Annual report [Section 13 and 15(d), not S-K Item 405]

Commitments & Contingencies

v3.25.3
Commitments & Contingencies
12 Months Ended
Oct. 04, 2025
Commitments and Contingencies Disclosure [Abstract]  
Commitments & Contingencies

Note 12—Commitments & Contingencies

Contingencies

On September 8, 2023, a class action complaint for violation of federal securities laws was filed by West Palm Beach Police Pension Fund in the U.S. District Court for the District of Arizona against us, our former Chief Executive Officer and our former Chief Financial Officer. The complaint alleges that the defendants violated federal securities laws by issuing materially false and misleading statements that failed to disclose adverse facts about our financial guidance, business operations and prospects, and seeks class certification, damages, interest, attorneys’ fees, and other relief. On April 22, 2024, the defendants filed a motion to dismiss the complaint. That court granted that motion and dismissed the claims on July 14, 2025. The court allowed the plaintiff to file a second amended complaint. On August 13, 2025, the plaintiff filed the second amended complaint. On September 12, 2025, the defendants filed a motion to dismiss the second amended complaint. That motion is fully briefed and pending before the court. Due to the early stage of this proceeding, we cannot reasonably estimate the potential range of loss, if any. We dispute the allegations of wrongdoing and intend to defend ourselves vigorously in this matter.

On March 13, 2024, March 14, 2024, and December 17, 2024, three derivative actions were separately filed in the U.S. District Courts for the Districts of Arizona and Delaware by John Clemens, Sally Flynn, and Ian Mednick, respectively, on behalf of the Company, and against its current and former officers and directors. Each of the three complaints include allegations similar to those in the securities class action, and allege that the defendant directors and officers harmed the Company by either making false or misleading statements, or allowing false or misleading statements to be made. The complaints seek the award of damages, costs, attorneys’ fees, and other declaratory relief. The two derivative actions pending in the U.S. District Court for the District of Arizona have been consolidated into a single proceeding. All of the derivative actions are stayed pending a decision on the motion to dismiss in the securities class action. Due to the early stage of these proceedings, we cannot reasonably estimate the potential range of loss, if any. We dispute the allegations of wrongdoing and intend to defend ourselves vigorously in these matters.

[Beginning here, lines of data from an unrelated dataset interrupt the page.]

//! Tracks client requests that have been forwarded upstream and are waiting
//! on a response, so the pipeline can reassemble the context (tool name,
//! arguments, cache key) a bare JSON-RPC response doesn't carry on its own.
//!
//! Grounded on the teacher's `PendingRequests` map in `mcp::jsonrpc`, but
//! keyed on the wire [`RequestId`] rather than a oneshot sender: the proxy
//! doesn't hand the response to a waiting future, it folds it back through
//! [`crate::pipeline`] on the same reader loop that drives everything else.

use std::{
    collections::HashMap,
    time::Instant,
};

use serde_json::Value;
use tokio::sync::Mutex;

use crate::protocol::RequestId;

#[derive(Debug, Clone)]
pub enum PendingKind {
    /// The one and only `initialize` call: the sole response that may carry
    /// the `tools_hash_sync` negotiation marker. Kept distinct from `Other`
    /// so passthrough methods never pick it up by accident.
    Initialize,
    ToolsList,
    ToolsCall {
        tool_name: String,
        arguments: Value,
        cache_key: String,
    },
    Other,
}

#[derive(Debug, Clone)]
pub struct PendingCall {
    pub kind: PendingKind,
    pub started_at: Instant,
}

#[derive(Default)]
pub struct PendingMap {
    inner: Mutex<HashMap<RequestId, PendingCall>>,
}

impl PendingMap {
    pub fn new() -> Self {
        Self::default()
    }

    pub async fn insert(&self, id: RequestId, kind: PendingKind) {
        self.inner.lock().await.insert(
            id,
            PendingCall {
                kind,
                started_at: Instant::now(),
            },
        );
    }

    pub async fn take(&self, id: &RequestId) -> Option<PendingCall> {
        self.inner.lock().await.remove(id)
    }

    pub async fn len(&self) -> usize {
        self.inner.lock().await.len()
    }
}

#[cfg(test)]
mod tests {
    use super::*;

    #[tokio::test]
    async fn insert_then_take_round_trips() {
        let map = PendingMap::new();
        let id = RequestId::Number(1);
        map.insert(id.clone(), PendingKind::ToolsList).await;
        assert_eq!(map.len().await, 1);
        let call = map.take(&id).await.unwrap();
        assert!(matches!(call.kind, PendingKind::ToolsList));
        assert_eq!(map.len().await, 0);
    }

    #[tokio::test]
    async fn take_missing_id_returns_none() {
        let map = PendingMap::new();
        assert!(map.take(&RequestId::Number(99)).await.is_none());
    }
}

We are subject to other litigation, claims, and other proceedings that arise from time-to-time in the ordinary course of business. We believe these actions are routine and incidental to the business. As of October 4, 2025, we had established reserves for claims that are probable and estimable and such reserves were not significant. While we cannot feasibly predict the outcome of these matters with certainty, we believe, based on examination of these matters, experience to date and discussions with counsel, that the ultimate liability, individually or in the aggregate, will not have a material adverse effect on our business, financial position, results of operations, or cash flows.

Our workers’ compensation insurance program, general liability insurance program, and employee group medical plan have self-insurance retention features of up to $0.4 million per event. We had standby letters of credit outstanding in the amount of $11.7 million and $10.5 million as of October 4, 2025 and September 28, 2024, for the purpose of securing such obligations under our workers’ compensation self-insurance programs.

Vendor Guarantee

In August 2024, the Company entered into an amended agreement with one of its vendors in which the Company provided a guarantee of certain existing and future warranty obligations of the vendor’s products. In exchange for providing the guarantee, the Company was provided additional rebates on past and future purchases from the vendor. The amended agreement was retroactive to January 1, 2024 with a term of four years.

Under the terms of the guarantee, the Company was required to reimburse the vendor for parts used for warranty work performed. The guarantee had no limitation on the maximum potential future payment of warranty costs under the agreement. The Company recognized a liability in accrued expenses associated with this guarantee at an estimated fair value of $10.7 million. The corresponding asset related to the expected discounts on future purchases is recorded in prepaid expenses and other current assets. The amortization of this balance would have been recorded as cost of goods sold during the term of the amended agreement. As of September 28, 2024, the liability related to the guarantee was $9.5 million.

In November 2024, the Company and the vendor amended the agreement effective September 29, 2024 to eliminate the guarantee and reduce rebates on future purchases. As a result, the Company derecognized the warranty guarantee liability and the other current asset balance in the first quarter of fiscal 2025. Additionally, the Company received credit for $1.8 million of previous warranty-related expense which was recorded as a reduction to cost of goods sold.

Purchase Commitments

In addition to our lease obligations, we maintain future purchase commitments related to inventory and operational requirements.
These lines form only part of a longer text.